SUPPLIED DATA:
▬▬▬▬▬▬

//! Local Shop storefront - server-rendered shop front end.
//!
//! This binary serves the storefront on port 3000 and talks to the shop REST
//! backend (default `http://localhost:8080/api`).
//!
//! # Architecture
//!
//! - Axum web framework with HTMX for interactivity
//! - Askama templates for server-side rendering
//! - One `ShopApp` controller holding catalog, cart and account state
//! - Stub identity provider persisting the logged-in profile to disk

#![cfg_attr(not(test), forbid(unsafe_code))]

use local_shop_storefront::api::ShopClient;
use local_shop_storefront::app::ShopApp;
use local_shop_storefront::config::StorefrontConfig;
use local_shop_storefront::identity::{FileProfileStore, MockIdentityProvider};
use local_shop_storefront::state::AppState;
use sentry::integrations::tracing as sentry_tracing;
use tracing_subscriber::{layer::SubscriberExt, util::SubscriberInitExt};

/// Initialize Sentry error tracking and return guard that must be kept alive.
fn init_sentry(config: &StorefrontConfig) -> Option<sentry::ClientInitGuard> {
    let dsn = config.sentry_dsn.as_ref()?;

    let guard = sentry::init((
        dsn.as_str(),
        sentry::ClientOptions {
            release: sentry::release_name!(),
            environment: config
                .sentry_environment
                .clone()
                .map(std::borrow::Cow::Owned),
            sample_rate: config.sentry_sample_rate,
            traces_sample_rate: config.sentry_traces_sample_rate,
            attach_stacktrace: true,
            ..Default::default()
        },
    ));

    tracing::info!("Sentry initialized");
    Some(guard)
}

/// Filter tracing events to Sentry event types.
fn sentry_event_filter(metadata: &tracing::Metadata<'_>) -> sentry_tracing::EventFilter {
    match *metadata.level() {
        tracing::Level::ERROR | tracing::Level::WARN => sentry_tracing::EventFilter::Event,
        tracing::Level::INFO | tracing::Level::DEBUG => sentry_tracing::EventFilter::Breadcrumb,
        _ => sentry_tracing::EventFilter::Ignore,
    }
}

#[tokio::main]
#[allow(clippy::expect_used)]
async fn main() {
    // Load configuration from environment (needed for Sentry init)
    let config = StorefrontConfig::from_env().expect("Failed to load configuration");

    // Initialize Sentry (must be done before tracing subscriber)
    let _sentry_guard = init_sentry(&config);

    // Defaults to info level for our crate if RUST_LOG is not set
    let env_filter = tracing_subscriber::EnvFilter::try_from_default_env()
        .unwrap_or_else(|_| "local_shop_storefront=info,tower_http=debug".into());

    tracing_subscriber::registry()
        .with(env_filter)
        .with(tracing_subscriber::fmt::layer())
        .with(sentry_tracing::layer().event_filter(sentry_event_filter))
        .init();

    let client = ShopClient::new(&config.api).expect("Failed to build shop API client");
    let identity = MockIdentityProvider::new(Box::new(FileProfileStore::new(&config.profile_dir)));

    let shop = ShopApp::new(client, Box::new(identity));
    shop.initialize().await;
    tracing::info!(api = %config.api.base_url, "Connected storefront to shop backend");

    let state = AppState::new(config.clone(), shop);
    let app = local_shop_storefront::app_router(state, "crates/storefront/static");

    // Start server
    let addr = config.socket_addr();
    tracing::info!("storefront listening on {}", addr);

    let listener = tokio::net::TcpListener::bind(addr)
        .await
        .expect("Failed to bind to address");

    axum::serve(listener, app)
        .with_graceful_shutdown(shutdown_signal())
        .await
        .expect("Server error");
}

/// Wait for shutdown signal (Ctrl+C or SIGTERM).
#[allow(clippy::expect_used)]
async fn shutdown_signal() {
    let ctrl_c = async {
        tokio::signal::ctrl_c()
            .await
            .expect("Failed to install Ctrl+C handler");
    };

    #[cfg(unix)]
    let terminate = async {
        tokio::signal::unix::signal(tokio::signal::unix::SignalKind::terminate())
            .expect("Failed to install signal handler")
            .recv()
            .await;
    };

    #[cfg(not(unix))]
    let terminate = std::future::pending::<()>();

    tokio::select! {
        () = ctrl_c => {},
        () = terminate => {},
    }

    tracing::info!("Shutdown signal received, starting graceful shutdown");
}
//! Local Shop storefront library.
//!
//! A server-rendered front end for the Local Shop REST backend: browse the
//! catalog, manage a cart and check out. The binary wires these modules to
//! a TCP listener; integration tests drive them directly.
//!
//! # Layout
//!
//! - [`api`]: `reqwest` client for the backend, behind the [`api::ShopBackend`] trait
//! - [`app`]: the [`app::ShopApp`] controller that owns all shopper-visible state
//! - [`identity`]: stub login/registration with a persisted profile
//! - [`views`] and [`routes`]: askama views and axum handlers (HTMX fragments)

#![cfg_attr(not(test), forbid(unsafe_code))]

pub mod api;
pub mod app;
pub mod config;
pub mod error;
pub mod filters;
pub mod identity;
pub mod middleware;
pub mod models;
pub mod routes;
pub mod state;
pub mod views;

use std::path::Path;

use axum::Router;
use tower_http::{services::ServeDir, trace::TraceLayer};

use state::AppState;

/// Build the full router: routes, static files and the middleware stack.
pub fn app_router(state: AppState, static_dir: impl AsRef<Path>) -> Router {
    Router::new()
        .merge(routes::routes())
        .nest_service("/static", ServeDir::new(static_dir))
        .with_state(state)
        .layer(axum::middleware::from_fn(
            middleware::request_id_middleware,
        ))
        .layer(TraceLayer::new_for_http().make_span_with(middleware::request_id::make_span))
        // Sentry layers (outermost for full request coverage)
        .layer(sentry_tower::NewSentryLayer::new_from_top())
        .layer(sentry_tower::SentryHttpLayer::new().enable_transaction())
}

▬▬▬▬▬▬

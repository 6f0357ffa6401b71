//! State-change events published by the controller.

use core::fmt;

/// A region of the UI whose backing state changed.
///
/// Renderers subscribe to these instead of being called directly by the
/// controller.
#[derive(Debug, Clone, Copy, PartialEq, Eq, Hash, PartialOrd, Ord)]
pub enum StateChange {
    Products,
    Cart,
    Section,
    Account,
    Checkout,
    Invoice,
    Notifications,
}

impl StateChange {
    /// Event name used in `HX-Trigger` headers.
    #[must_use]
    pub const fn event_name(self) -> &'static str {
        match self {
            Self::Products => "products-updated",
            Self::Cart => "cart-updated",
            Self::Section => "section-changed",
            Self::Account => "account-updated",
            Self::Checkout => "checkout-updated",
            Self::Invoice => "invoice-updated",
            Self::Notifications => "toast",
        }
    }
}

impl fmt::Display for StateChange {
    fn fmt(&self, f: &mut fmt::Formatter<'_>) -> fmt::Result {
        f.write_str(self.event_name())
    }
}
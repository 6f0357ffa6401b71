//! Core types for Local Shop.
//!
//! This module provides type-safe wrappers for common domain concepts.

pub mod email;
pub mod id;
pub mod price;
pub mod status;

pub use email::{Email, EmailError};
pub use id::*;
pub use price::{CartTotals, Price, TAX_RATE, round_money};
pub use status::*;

▬▬▬▬▬▬

Each line above that has the word "EventFilter" should be copied.

TASK SOLUTION:
fn sentry_event_filter(metadata: &tracing::Metadata<'_>) -> sentry_tracing::EventFilter {
        tracing::Level::ERROR | tracing::Level::WARN => sentry_tracing::EventFilter::Event,
        tracing::Level::INFO | tracing::Level::DEBUG => sentry_tracing::EventFilter::Breadcrumb,
        _ => sentry_tracing::EventFilter::Ignore,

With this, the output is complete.